Los adultos que andamos bien de memoria no podremos jamás olvidar las angustias padecidas cuando, lustros atrás, tuvimos que acudir a la consulta de un dentista porque teníamos una caries o había que extraer un diente. Jamás hubo un odontólogo que pudiera prometer en aquellos tiempos que “no te iba a hacer ningún daño”, y como ya lo sabías acudías a la consulta con los nervios de punta y una fragilidad digna de un “paciente” de la Inquisición.
Pero estamos en 2024 y algunas cosas –afortunadamente- han cambiado gracias a los adelantos médicos, científicos y demás. Siempre contando con que el médico en cuestión haga las inversiones económicas necesarias para proveerse de las herramientas más modernas y eficaces.

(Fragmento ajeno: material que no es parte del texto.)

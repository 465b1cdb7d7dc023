//! Sun command: print the solar position for a place and time.

use std::io::Write;

use chrono::{DateTime, Utc};
use clap::Parser;
use geo::Coord;
use lightscore_core::{Coordinates, SolarPositionProvider, SunPosition};
use lightscore_data::AlgorithmicSunProvider;
use ortho_config::{OrthoConfig, SubcmdConfigMerge};
use serde::{Deserialize, Serialize};

use crate::{ARG_LAT, ARG_LNG, CliError, ENV_SUN_LAT, ENV_SUN_LNG, parse_instant, write_json};

/// CLI arguments for the `sun` subcommand.
#[derive(Debug, Clone, Parser, Deserialize, Serialize, OrthoConfig, Default)]
#[command(about = "Print the sun's elevation and azimuth")]
#[ortho_config(prefix = "LIGHTSCORE")]
pub(crate) struct SunArgs {
    /// Latitude in decimal degrees.
    #[arg(long = ARG_LAT, value_name = "degrees", allow_negative_numbers = true)]
    #[serde(default)]
    pub(crate) lat: Option<f64>,
    /// Longitude in decimal degrees.
    #[arg(long = ARG_LNG, value_name = "degrees", allow_negative_numbers = true)]
    #[serde(default)]
    pub(crate) lng: Option<f64>,
    /// RFC 3339 timestamp; defaults to now.
    #[arg(long, value_name = "timestamp")]
    #[serde(default)]
    pub(crate) at: Option<String>,
}

impl SunArgs {
    pub(crate) fn into_config(self) -> Result<SunConfig, CliError> {
        let merged = self.load_and_merge().map_err(CliError::Configuration)?;
        SunConfig::try_from(merged)
    }
}

#[derive(Debug, Clone, Copy, PartialEq)]
pub(crate) struct SunConfig {
    pub(crate) location: Coord<f64>,
    pub(crate) at: Option<DateTime<Utc>>,
}

impl TryFrom<SunArgs> for SunConfig {
    type Error = CliError;

    fn try_from(args: SunArgs) -> Result<Self, Self::Error> {
        let lat = args.lat.ok_or(CliError::MissingArgument {
            field: ARG_LAT,
            env: ENV_SUN_LAT,
        })?;
        let lng = args.lng.ok_or(CliError::MissingArgument {
            field: ARG_LNG,
            env: ENV_SUN_LNG,
        })?;
        Ok(Self {
            location: Coord { x: lng, y: lat },
            at: args.at.as_deref().map(parse_instant).transpose()?,
        })
    }
}

#[derive(Debug, Serialize)]
pub(crate) struct SunReport {
    pub(crate) coordinates: Coordinates,
    pub(crate) at: DateTime<Utc>,
    pub(crate) sun_position: SunPosition,
}

pub(crate) fn execute_sun(config: SunConfig) -> Result<SunReport, CliError> {
    let at = config.at.unwrap_or_else(Utc::now);
    let sun_position = AlgorithmicSunProvider.position(config.location, Some(at))?;
    Ok(SunReport {
        coordinates: config.location.into(),
        at,
        sun_position,
    })
}

pub(crate) fn run_sun(args: SunArgs, writer: &mut dyn Write) -> Result<(), CliError> {
    let report = execute_sun(args.into_config()?)?;
    write_json(writer, &report)
}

Ya conté lo que me ocurrió en la consulta de la Seguridad Social cuando fui hace un mes a que me extrajeran una muela que estaba desahuciada. Vuelvo a recordar los dos pinchazos de la anestesia –insuficientes-, el dolor de los tirones bestiales que no consiguieron arrancar la pieza muerta, el dolor del hematoma que me quedó en la cara…para nada, porque me recetaron antibióticos y me dieron cita para tres semanas después.
Obviamente, empecé a tener pesadillas pensando en la que me esperaba cuando volviera a mi imaginada “cámara de los horrores”, que reconozco que es cosa de mi psique, mi imaginación y mi miedo a los dentistas desde que, en mi tierna infancia, había un carnicero con bata blanca al que me llevaba mi madre que te sacaba las muelas con caries en vez de ponerte empastes porque era más rápido y barato. Haciendo un pequeño esfuerzo puedo rememorar el olor que impregnaba la consulta, con menos esfuerzo escucho el zumbido horrible del taladro o de la “rotaflex” que se usaba para limar las partes dañadas y también recuerdo el olor a tabaco que exhalaba el hombre inclinado sobre mí y el espanto que me producía verle yo a él sus fauces sobre mi cara. (Las mascarillas quirúrgicas no debían ser obligatorias en consulta.)
Mi madre compensaba mis lágrimas comprándome un helado a la salida, que no era el premio sino el remedio frío contra el dolor lacerante que se venía conmigo.
Me niego a admitir que hoy en día un profesional te inflija dolor al extraerte una muela; me parece absurdo, ridículo e incluso injusto. Así que decidí evitar repetir la experiencia en el sistema público y me he pasado al privado, con material ultra moderno, anestésico sin dolor, y manos de seda que hacen su trabajo con delicadeza para que sus pacientes hablen bien de ellos y les recomienden a otros pacientes, que a ver qué le importa al del sistema público si va a sueldo fijo. Pagando lo que me pidan siempre que me juren por lo más sagrado que no me van a hacer pegar alaridos.
La odontóloga elegida tiene manos firmes pero suaves, palabras amables que han calmado mis nervios, me ha ido explicando –sobre la marcha- que todo iba muy bien, que si me hacía daño levantara la mano (no ha habido necesidad), que ya faltaba poquísimo, que me iba a quedar una herida limpia y la boca perfecta (o casi) para seguir comiendo lo que quisiera. No quiso venderme un implante, ni me sugirió ponerme plasma, ni darme ozono, ni zarandajas sacaperras según un “protocolo personal” que siguen algunas clínicas dentales. Se limitó a hacer su trabajo y tuvo el detalle de no enseñarme el “corpus delicti” una vez extraído.
Una mujer joven –joven para mí-, que lleva veinte años arreglando dentaduras y que se tomó el tiempo de calmarme antes de la intervención y regalarme cinco minutos de charla amigable mientras yo volvía al planeta Tierra.
Una maravilla. Por favor, no vayáis a dentistas carniceros habiendo “manos mágicas” que cobran un precio justo por su trabajo, lo hacen de matrícula de honor, y no se empeñan en venderte fundas, coronas, implantes y dentaduras postizas creando una necesidad estética que no siempre se corresponde con la necesidad real de funcionalidad.
Menudo desahogo me he pegado después de los malos ratos pasados tontamente…
Felices los felices con dientes sanos.